> EXERCISE PROMPT
Your task is to copy every line of the entries that contains "Clone".

### SOURCE MATERIAL

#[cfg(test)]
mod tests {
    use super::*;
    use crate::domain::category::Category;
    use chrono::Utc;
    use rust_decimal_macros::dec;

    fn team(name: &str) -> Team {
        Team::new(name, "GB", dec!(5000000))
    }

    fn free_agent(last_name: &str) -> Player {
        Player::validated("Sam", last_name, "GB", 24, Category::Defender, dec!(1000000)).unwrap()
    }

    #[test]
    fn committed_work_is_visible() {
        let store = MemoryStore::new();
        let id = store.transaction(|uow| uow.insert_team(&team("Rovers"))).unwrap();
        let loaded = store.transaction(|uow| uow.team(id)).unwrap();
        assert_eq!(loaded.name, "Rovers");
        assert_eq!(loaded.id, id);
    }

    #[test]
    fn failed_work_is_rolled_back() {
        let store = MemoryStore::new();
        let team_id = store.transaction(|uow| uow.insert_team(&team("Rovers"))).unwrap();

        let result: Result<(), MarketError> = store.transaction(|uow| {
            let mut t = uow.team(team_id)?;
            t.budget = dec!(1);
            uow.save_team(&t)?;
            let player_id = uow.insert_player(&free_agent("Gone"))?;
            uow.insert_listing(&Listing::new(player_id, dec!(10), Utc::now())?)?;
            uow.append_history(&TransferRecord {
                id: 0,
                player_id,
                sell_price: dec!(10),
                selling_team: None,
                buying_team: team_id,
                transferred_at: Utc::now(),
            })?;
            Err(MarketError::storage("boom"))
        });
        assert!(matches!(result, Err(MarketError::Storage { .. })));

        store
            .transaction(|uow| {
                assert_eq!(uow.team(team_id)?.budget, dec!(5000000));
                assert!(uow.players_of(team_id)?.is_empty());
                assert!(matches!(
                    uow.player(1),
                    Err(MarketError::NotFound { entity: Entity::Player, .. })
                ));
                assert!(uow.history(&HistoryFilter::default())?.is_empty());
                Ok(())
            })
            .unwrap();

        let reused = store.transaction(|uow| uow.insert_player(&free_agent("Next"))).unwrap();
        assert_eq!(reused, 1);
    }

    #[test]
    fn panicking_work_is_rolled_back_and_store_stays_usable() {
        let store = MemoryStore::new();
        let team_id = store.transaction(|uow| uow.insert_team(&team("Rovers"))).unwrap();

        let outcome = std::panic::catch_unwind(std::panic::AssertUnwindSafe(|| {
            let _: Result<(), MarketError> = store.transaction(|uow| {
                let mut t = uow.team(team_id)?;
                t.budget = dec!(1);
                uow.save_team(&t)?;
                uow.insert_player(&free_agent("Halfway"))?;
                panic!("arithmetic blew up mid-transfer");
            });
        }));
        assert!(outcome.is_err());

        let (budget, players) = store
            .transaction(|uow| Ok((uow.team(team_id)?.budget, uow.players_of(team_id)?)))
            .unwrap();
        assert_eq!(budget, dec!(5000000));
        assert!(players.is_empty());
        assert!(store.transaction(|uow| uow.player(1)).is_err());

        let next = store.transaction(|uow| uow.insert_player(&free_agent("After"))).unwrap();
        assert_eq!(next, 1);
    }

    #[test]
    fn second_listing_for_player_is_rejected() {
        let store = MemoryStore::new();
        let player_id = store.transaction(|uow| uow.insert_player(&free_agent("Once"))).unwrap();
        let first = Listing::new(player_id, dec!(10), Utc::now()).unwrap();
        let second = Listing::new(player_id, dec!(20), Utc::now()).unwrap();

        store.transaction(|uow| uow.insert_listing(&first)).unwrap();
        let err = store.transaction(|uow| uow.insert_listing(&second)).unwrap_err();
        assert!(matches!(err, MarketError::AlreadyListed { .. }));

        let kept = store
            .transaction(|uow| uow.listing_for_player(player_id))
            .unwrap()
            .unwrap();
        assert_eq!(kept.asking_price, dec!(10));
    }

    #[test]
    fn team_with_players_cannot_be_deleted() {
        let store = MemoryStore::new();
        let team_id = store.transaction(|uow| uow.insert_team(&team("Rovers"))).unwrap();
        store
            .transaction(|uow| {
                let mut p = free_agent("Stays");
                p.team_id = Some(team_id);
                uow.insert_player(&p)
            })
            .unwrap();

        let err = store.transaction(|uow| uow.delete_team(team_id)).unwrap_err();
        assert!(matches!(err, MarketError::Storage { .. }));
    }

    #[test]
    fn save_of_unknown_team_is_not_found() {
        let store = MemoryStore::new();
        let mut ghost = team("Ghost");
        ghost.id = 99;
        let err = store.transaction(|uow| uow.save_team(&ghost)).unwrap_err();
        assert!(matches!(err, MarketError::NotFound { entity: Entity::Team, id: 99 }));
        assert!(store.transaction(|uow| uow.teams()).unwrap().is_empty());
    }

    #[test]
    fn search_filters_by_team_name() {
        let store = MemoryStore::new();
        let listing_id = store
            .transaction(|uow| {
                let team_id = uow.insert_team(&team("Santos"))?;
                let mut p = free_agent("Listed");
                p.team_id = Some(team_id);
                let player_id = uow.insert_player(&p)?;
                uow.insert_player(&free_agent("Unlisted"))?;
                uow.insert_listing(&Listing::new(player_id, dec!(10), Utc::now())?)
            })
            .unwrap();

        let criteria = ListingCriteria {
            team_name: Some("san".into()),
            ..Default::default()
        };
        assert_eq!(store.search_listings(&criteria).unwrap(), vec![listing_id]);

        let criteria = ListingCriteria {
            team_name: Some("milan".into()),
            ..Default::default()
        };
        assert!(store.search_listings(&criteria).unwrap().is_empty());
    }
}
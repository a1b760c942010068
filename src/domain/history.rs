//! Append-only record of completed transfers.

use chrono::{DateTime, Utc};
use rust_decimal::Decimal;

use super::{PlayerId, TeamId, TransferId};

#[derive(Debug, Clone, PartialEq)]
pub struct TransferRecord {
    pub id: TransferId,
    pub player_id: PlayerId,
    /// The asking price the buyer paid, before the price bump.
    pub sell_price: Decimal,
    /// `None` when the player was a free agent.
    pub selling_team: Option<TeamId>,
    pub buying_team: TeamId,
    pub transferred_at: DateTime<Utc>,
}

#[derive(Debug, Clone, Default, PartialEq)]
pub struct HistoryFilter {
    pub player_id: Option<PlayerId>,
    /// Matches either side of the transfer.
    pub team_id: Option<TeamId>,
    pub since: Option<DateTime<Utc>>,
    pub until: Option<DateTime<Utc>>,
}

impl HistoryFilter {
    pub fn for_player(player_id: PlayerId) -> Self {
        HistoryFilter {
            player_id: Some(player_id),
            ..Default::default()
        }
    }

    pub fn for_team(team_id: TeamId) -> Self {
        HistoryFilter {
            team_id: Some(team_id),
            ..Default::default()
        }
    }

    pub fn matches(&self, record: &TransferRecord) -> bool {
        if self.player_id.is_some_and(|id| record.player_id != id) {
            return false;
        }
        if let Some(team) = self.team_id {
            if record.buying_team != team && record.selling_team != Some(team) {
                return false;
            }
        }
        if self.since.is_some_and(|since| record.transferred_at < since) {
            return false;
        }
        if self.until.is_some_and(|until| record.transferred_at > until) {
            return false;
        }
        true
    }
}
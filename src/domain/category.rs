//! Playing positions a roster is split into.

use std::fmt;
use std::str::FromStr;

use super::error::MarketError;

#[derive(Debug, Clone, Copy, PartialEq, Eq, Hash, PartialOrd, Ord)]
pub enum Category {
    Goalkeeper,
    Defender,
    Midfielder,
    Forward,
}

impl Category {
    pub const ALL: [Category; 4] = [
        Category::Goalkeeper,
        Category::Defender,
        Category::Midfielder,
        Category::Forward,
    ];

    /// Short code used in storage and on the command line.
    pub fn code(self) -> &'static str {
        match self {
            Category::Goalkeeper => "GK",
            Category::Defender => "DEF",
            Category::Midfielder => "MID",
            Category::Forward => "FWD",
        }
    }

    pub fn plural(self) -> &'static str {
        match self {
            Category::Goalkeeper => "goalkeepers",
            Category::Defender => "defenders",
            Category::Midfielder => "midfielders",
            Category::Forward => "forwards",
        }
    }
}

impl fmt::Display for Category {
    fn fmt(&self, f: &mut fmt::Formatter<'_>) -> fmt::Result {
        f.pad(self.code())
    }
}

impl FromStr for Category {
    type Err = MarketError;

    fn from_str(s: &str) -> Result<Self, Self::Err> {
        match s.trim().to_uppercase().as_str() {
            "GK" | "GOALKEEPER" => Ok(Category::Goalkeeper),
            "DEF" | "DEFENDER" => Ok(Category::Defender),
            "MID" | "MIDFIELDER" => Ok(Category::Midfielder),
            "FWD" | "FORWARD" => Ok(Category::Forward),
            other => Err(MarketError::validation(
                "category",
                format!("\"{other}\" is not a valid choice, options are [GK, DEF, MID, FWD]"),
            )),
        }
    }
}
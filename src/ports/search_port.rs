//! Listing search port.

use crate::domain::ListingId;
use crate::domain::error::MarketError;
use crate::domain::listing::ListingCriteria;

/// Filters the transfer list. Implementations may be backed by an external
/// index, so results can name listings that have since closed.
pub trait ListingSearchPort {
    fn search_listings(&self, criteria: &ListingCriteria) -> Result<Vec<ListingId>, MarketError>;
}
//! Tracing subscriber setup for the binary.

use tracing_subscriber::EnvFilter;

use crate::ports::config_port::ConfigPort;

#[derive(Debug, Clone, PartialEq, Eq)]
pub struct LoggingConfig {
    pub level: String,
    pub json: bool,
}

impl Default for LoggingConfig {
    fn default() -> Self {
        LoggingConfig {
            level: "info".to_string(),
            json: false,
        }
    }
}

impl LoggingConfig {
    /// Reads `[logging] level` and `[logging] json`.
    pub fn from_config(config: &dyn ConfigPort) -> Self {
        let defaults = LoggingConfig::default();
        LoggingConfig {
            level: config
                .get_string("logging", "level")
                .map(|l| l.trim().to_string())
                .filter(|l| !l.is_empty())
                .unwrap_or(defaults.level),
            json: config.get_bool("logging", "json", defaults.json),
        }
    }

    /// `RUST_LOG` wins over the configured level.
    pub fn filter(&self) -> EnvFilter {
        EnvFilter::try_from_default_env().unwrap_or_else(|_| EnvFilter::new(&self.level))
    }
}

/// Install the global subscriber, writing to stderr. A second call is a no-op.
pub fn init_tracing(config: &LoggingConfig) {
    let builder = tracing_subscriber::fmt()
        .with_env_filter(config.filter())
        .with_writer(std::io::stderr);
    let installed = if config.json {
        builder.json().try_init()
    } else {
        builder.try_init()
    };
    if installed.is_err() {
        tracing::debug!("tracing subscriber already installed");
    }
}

######

> FINAL ANSWER
#[derive(Debug, Clone, PartialEq)]
#[derive(Debug, Clone, Default, PartialEq)]
#[derive(Debug, Clone, Copy, PartialEq, Eq, Hash, PartialOrd, Ord)]
#[derive(Debug, Clone, PartialEq, Eq)]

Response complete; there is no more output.